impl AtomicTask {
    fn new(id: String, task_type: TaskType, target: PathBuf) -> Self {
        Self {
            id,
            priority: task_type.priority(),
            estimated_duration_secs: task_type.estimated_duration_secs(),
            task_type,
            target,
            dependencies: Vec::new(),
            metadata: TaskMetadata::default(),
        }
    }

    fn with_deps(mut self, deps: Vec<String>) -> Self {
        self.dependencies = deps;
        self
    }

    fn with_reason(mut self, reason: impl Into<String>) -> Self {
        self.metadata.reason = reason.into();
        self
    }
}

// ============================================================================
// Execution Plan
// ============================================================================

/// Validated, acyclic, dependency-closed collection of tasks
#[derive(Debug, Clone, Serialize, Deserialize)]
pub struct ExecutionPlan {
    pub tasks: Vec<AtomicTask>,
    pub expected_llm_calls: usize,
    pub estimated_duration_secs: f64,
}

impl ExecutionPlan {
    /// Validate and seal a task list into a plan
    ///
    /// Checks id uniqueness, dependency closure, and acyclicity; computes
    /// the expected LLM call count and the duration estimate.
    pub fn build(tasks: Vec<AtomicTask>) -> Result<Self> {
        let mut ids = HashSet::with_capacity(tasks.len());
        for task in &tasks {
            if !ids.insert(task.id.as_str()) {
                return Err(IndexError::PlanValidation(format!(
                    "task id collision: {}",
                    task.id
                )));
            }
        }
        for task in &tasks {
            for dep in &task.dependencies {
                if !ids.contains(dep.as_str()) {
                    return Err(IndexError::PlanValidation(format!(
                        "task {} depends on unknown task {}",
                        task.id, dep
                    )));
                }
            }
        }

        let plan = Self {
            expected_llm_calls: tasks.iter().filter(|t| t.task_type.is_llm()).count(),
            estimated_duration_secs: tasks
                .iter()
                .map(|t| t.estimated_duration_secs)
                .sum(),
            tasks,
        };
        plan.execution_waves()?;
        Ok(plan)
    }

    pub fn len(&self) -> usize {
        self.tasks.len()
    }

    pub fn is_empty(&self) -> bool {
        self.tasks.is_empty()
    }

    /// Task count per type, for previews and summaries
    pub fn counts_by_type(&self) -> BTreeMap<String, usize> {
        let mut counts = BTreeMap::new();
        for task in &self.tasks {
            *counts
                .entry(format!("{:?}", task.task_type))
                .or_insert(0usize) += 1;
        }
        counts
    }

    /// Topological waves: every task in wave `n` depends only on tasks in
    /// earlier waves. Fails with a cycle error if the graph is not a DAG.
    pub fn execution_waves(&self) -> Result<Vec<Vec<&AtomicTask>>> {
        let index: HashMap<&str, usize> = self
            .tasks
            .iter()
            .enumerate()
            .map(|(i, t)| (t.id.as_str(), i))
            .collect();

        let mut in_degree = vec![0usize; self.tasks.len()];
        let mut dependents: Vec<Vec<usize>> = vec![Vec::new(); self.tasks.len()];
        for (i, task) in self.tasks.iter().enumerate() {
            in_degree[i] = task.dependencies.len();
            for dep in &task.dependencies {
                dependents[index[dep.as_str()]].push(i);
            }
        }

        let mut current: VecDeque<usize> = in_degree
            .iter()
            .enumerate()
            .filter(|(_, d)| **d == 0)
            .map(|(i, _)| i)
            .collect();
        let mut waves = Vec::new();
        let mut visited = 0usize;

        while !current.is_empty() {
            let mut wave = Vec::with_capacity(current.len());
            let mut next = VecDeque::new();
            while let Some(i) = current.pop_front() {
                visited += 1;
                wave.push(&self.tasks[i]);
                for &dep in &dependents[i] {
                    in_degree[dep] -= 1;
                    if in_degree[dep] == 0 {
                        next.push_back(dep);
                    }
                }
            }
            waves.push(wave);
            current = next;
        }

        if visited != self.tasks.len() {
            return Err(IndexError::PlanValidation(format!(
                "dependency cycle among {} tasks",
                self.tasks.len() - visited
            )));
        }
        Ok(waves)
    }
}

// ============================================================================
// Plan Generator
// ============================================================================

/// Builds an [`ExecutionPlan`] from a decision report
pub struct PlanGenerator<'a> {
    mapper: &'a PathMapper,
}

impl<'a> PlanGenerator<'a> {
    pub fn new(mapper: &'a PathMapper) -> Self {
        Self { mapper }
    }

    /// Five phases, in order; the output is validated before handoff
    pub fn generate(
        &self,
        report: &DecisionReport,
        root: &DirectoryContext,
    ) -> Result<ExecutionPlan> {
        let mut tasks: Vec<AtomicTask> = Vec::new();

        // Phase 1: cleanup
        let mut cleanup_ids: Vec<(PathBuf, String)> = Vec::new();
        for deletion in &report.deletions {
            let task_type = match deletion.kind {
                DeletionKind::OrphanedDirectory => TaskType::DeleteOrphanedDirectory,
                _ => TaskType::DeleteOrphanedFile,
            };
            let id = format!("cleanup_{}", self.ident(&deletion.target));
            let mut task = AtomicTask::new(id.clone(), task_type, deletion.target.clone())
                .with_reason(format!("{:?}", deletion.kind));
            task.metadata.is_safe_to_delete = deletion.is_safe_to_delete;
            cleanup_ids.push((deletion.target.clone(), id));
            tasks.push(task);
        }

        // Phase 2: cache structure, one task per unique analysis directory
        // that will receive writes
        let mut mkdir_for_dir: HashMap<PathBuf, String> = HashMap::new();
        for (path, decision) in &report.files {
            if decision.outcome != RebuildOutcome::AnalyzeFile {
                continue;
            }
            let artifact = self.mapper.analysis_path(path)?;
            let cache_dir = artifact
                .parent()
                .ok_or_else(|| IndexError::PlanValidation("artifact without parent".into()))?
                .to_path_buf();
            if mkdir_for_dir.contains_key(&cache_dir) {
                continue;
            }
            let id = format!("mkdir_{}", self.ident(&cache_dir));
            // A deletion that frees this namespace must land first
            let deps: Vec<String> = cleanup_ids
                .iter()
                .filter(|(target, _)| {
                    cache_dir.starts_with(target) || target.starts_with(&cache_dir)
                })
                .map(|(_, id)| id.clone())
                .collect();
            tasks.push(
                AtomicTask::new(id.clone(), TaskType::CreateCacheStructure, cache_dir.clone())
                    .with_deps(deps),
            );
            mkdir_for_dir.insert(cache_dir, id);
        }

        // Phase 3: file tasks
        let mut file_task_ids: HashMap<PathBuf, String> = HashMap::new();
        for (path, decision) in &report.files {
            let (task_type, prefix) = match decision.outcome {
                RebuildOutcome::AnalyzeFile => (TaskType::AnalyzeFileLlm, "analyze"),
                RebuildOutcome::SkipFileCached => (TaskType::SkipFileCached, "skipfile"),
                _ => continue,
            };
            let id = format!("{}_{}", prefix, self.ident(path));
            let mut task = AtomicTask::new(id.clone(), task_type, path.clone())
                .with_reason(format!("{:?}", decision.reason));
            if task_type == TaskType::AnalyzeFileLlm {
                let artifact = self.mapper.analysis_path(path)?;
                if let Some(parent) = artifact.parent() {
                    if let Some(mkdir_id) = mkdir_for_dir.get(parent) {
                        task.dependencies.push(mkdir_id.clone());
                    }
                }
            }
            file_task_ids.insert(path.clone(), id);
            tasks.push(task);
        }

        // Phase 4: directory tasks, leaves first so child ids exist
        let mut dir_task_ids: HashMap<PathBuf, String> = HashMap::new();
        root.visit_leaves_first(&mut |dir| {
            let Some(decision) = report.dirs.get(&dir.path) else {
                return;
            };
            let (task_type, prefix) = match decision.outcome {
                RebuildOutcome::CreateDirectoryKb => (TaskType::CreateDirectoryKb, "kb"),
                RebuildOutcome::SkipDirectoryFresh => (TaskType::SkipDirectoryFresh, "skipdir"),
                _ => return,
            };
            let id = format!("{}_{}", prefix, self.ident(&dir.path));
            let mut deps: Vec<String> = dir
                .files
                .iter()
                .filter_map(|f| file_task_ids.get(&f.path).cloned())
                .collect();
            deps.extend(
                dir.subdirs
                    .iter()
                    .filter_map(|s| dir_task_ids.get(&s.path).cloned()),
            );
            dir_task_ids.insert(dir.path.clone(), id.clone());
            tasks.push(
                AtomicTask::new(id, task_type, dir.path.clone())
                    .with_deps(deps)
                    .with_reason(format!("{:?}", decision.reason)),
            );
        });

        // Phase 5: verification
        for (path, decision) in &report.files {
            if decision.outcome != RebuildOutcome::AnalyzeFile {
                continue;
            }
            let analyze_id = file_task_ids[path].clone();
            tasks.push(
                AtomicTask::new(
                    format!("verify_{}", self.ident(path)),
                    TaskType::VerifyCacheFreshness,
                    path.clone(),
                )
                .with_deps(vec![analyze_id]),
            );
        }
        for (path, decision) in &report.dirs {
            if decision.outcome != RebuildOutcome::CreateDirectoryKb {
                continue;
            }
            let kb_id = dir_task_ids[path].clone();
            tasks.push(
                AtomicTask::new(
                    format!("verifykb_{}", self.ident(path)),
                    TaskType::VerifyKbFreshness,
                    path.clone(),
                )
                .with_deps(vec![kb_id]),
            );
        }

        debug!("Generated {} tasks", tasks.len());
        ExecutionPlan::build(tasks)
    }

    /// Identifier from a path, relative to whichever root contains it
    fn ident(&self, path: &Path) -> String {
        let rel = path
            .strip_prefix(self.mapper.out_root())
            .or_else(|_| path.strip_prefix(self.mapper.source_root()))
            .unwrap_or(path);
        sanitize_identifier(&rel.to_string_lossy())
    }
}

= = = =

Each line in the entries above, starting at the line with "into a plan" and ending at the line with "t)| (t.id.as_str(), i))", is to be printed exactly, and only those lines.

    /// Validate and seal a task list into a plan
    ///
    /// Checks id uniqueness, dependency closure, and acyclicity; computes
    /// the expected LLM call count and the duration estimate.
    pub fn build(tasks: Vec<AtomicTask>) -> Result<Self> {
        let mut ids = HashSet::with_capacity(tasks.len());
        for task in &tasks {
            if !ids.insert(task.id.as_str()) {
                return Err(IndexError::PlanValidation(format!(
                    "task id collision: {}",
                    task.id
                )));
            }
        }
        for task in &tasks {
            for dep in &task.dependencies {
                if !ids.contains(dep.as_str()) {
                    return Err(IndexError::PlanValidation(format!(
                        "task {} depends on unknown task {}",
                        task.id, dep
                    )));
                }
            }
        }

        let plan = Self {
            expected_llm_calls: tasks.iter().filter(|t| t.task_type.is_llm()).count(),
            estimated_duration_secs: tasks
                .iter()
                .map(|t| t.estimated_duration_secs)
                .sum(),
            tasks,
        };
        plan.execution_waves()?;
        Ok(plan)
    }

    pub fn len(&self) -> usize {
        self.tasks.len()
    }

    pub fn is_empty(&self) -> bool {
        self.tasks.is_empty()
    }

    /// Task count per type, for previews and summaries
    pub fn counts_by_type(&self) -> BTreeMap<String, usize> {
        let mut counts = BTreeMap::new();
        for task in &self.tasks {
            *counts
                .entry(format!("{:?}", task.task_type))
                .or_insert(0usize) += 1;
        }
        counts
    }

    /// Topological waves: every task in wave `n` depends only on tasks in
    /// earlier waves. Fails with a cycle error if the graph is not a DAG.
    pub fn execution_waves(&self) -> Result<Vec<Vec<&AtomicTask>>> {
        let index: HashMap<&str, usize> = self
            .tasks
            .iter()
            .enumerate()
            .map(|(i, t)| (t.id.as_str(), i))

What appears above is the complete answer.